The scene presents Lee making a racist comment on the “Chinese character in red lacquer” painted on Mary’s apartment wall: “‘We don’t know what it means,’ she said. ‘Shirts thirty-one cents,’ I suggested.”[45] The character on the wall symbolizes an ambiguity where meaning can be re-inscribed by Lee and Mary, while the reader never learns its true meaning, leaving it elusive and enigmatic. Mary’s statement implies some aphoristic (and perhaps stereotypical) meaning, with Lee boiling it down to basic economics and a more obviously crude, stereotypical joke association with the Chinese laundry. The phrasing brings to mind Frantz Fanon’s statement about the objectification of the other, “this behavior betrays a determination to objectify, to confine, to imprison, to harden. Phrases such as ‘I know them,’ ‘that’s the way they are,’ show this objectification successfully achieved.”[46] Yet Lee’s laundry joke draws attention, showing objectification in action while highlighting the inherent weakness of the process. It is notable that Burroughs returns to mandarin via a specific Chinese ideogram that appears in Burroughs’ 1964 cut-up novel Nova Express. Here Burroughs gives it meaning, the character acting, like the “hard to make” Chinese junkies, as a symbol of resistance and dissent: “The Chinese character for ‘enemy’ means to be similar to or to answer — Don’t answer the machine —— Shut it off —”.[47] Burroughs, albeit inadvertently, is reinscribing Chinese stereotypes of inscrutability within a wider framework of empowerment and resistance that can inform those wishing to resist Western power structures.

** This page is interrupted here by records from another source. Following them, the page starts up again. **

use std::cmp::Ordering;
use std::collections::BTreeMap;
use std::path::PathBuf;
use std::str::FromStr;

use serde::{Deserialize, Serialize};

/// Severity class of a license.
///
/// The order is total and explicit (see [`LicenseType::rank`]):
/// `Forbidden > Restricted > Reciprocal > Notice > Permissive > Unencumbered > Unknown`.
#[derive(Debug, Clone, Copy, PartialEq, Eq, Hash, Serialize, Deserialize)]
pub enum LicenseType {
    Forbidden,
    Restricted,
    Reciprocal,
    Notice,
    Permissive,
    Unencumbered,
    Unknown,
}

impl LicenseType {
    /// Types a user may assign through an override or a corpus entry.
    /// `Unknown` is only ever produced by classification.
    pub const ASSIGNABLE: [LicenseType; 6] = [
        LicenseType::Restricted,
        LicenseType::Reciprocal,
        LicenseType::Notice,
        LicenseType::Permissive,
        LicenseType::Unencumbered,
        LicenseType::Forbidden,
    ];

    /// Position in the severity order; higher is more restrictive.
    pub fn rank(self) -> u8 {
        match self {
            LicenseType::Unknown => 0,
            LicenseType::Unencumbered => 1,
            LicenseType::Permissive => 2,
            LicenseType::Notice => 3,
            LicenseType::Reciprocal => 4,
            LicenseType::Restricted => 5,
            LicenseType::Forbidden => 6,
        }
    }

    pub fn as_str(self) -> &'static str {
        match self {
            LicenseType::Forbidden => "Forbidden",
            LicenseType::Restricted => "Restricted",
            LicenseType::Reciprocal => "Reciprocal",
            LicenseType::Notice => "Notice",
            LicenseType::Permissive => "Permissive",
            LicenseType::Unencumbered => "Unencumbered",
            LicenseType::Unknown => "Unknown",
        }
    }

    /// Human-readable list of [`LicenseType::ASSIGNABLE`], used in error messages.
    pub fn assignable_list() -> String {
        let names: Vec<String> = Self::ASSIGNABLE
            .iter()
            .map(|t| format!("{:?}", t.as_str()))
            .collect();
        format!("[{}]", names.join(", "))
    }
}

impl Ord for LicenseType {
    fn cmp(&self, other: &Self) -> Ordering {
        self.rank().cmp(&other.rank())
    }
}

impl PartialOrd for LicenseType {
    fn partial_cmp(&self, other: &Self) -> Option<Ordering> {
        Some(self.cmp(other))
    }
}

impl std::fmt::Display for LicenseType {
    fn fmt(&self, f: &mut std::fmt::Formatter<'_>) -> std::fmt::Result {
        f.write_str(self.as_str())
    }
}

/// Parses one of the assignable type names. `"Unknown"` is rejected.
impl FromStr for LicenseType {
    type Err = ();

    fn from_str(s: &str) -> Result<Self, Self::Err> {
        match s {
            "Restricted" => Ok(LicenseType::Restricted),
            "Reciprocal" => Ok(LicenseType::Reciprocal),
            "Notice" => Ok(LicenseType::Notice),
            "Permissive" => Ok(LicenseType::Permissive),
            "Unencumbered" => Ok(LicenseType::Unencumbered),
            "Forbidden" => Ok(LicenseType::Forbidden),
            _ => Err(()),
        }
    }
}

/// A third-party package discovered by the walk, keyed by its normalized import path.
#[derive(Debug, Clone, PartialEq, Eq)]
pub struct Package {
    pub import_path: String,
    pub dir: PathBuf,
    /// Root of the module that contains `dir`; the license search stops here.
    pub module_root: Option<PathBuf>,
}

/// A license file found on disk.
#[derive(Debug, Clone, PartialEq, Eq)]
pub struct LicenseFile {
    pub path: PathBuf,
    /// Directory the file was found in.
    pub dir: PathBuf,
    pub text: String,
}

/// One entry of the reference corpus.
#[derive(Debug, Clone)]
pub struct ReferenceTemplate {
    pub name: String,
    pub license_type: LicenseType,
    /// Normalized bigram counts of the reference text, computed once at load.
    pub fingerprint: Fingerprint,
}

/// Multiset of normalized word n-grams, plus its total size.
#[derive(Debug, Clone, Default, PartialEq)]
pub struct Fingerprint {
    pub grams: BTreeMap<String, usize>,
    pub total: usize,
}

/// How a result's license type was decided.
#[derive(Debug, Clone, Copy, PartialEq, Eq, Serialize, Deserialize)]
#[serde(rename_all = "lowercase")]
pub enum Provenance {
    Override,
    Classified,
    Unresolved,
}

impl std::fmt::Display for Provenance {
    fn fmt(&self, f: &mut std::fmt::Formatter<'_>) -> std::fmt::Result {
        match self {
            Provenance::Override => write!(f, "override"),
            Provenance::Classified => write!(f, "classified"),
            Provenance::Unresolved => write!(f, "unresolved"),
        }
    }
}

#[derive(Debug, Clone, PartialEq, Serialize, Deserialize)]
pub struct ClassificationResult {
    pub package: String,
    pub license_file: Option<PathBuf>,
    /// Canonical name of the accepted corpus template.
    pub template: Option<String>,
    pub license_type: LicenseType,
    /// In `[0, 1]`. Always `0` for overrides, which never consult the classifier.
    pub confidence: f64,
    pub provenance: Provenance,
    pub error: Option<String>,
}

#[derive(Debug, Clone, PartialEq, Serialize, Deserialize)]
pub struct Report {
    pub results: Vec<ClassificationResult>,
    /// Most restrictive type across `results`; `Unknown` when empty.
    pub severity: LicenseType,
    /// Set when an overall deadline cut the run short.
    pub partial: bool,
}

impl Report {
    pub fn new(results: Vec<ClassificationResult>, partial: bool) -> Self {
        let severity = results
            .iter()
            .map(|r| r.license_type)
            .max()
            .unwrap_or(LicenseType::Unknown);
        Report {
            results,
            severity,
            partial,
        }
    }

    /// Results whose type is in `types`.
    pub fn matching<'a>(
        &'a self,
        types: &'a [LicenseType],
    ) -> impl Iterator<Item = &'a ClassificationResult> + 'a {
        self.results
            .iter()
            .filter(move |r| types.contains(&r.license_type))
    }
}

#[cfg(test)]
mod tests {
    use super::*;

    fn result(package: &str, license_type: LicenseType) -> ClassificationResult {
        ClassificationResult {
            package: package.to_string(),
            license_file: None,
            template: None,
            license_type,
            confidence: 0.0,
            provenance: Provenance::Classified,
            error: None,
        }
    }

    #[test]
    fn test_severity_order() {
        use LicenseType::*;
        let ordered = [
            Unknown,
            Unencumbered,
            Permissive,
            Notice,
            Reciprocal,
            Restricted,
            Forbidden,
        ];
        for pair in ordered.windows(2) {
            assert!(pair[0] < pair[1], "{} < {}", pair[0], pair[1]);
        }
    }

    #[test]
    fn test_parse_assignable_names() {
        for t in LicenseType::ASSIGNABLE {
            assert_eq!(t.as_str().parse::<LicenseType>(), Ok(t));
        }
        assert!("Unknown".parse::<LicenseType>().is_err());
        assert!("notice".parse::<LicenseType>().is_err());
    }

    #[test]
    fn test_report_severity_is_worst() {
        let report = Report::new(
            vec![
                result("a", LicenseType::Notice),
                result("b", LicenseType::Restricted),
                result("c", LicenseType::Restricted),
                result("d", LicenseType::Unknown),
            ],
            false,
        );
        assert_eq!(report.severity, LicenseType::Restricted);
        assert_eq!(report.matching(&[LicenseType::Restricted]).count(), 2);
    }

    #[test]
    fn test_empty_report_is_unknown() {
        assert_eq!(Report::new(Vec::new(), false).severity, LicenseType::Unknown);
    }
}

“No Tickee, No Washee” – “No Glot, C’lom Fliday”

Chop Suey

Figure 6 “Chop Suey”; August 24th, 1930; produced by Paul Terry and directed by Frank Moser for Terrytoons Studios, https://www.youtube.com/watch?v=0Eczf92kKB4

Burroughs’ representations are therefore not as one-dimensional as they might, at first glance, appear. Certainly, stereotyping humor such as Lee’s laundry joke is racist, but if read by the initiated as an unfunny parody of racist attitudes it acts to highlight prejudice. Harris describes this as Burroughs’ “recurrent tactical trap, insinuating the reader’s complicity … and making visible our voyeurism”.[48] As Burroughs knew, American society invariably associates the Chinese with laundry, one of the few professions Chinese immigrants could pursue after the Chinese Exclusion Act.[49]Attention is focused on the ironic ignorance and double bind of both Lee’s crass comment and Mary’s ignorance associated with the presence of the red lacquer painting in the first place; a primitivist attraction to the cultural stereotype of the mystical and spiritual nature of Chinese culture aligned with the historical reality of institutional racism against the Chinese.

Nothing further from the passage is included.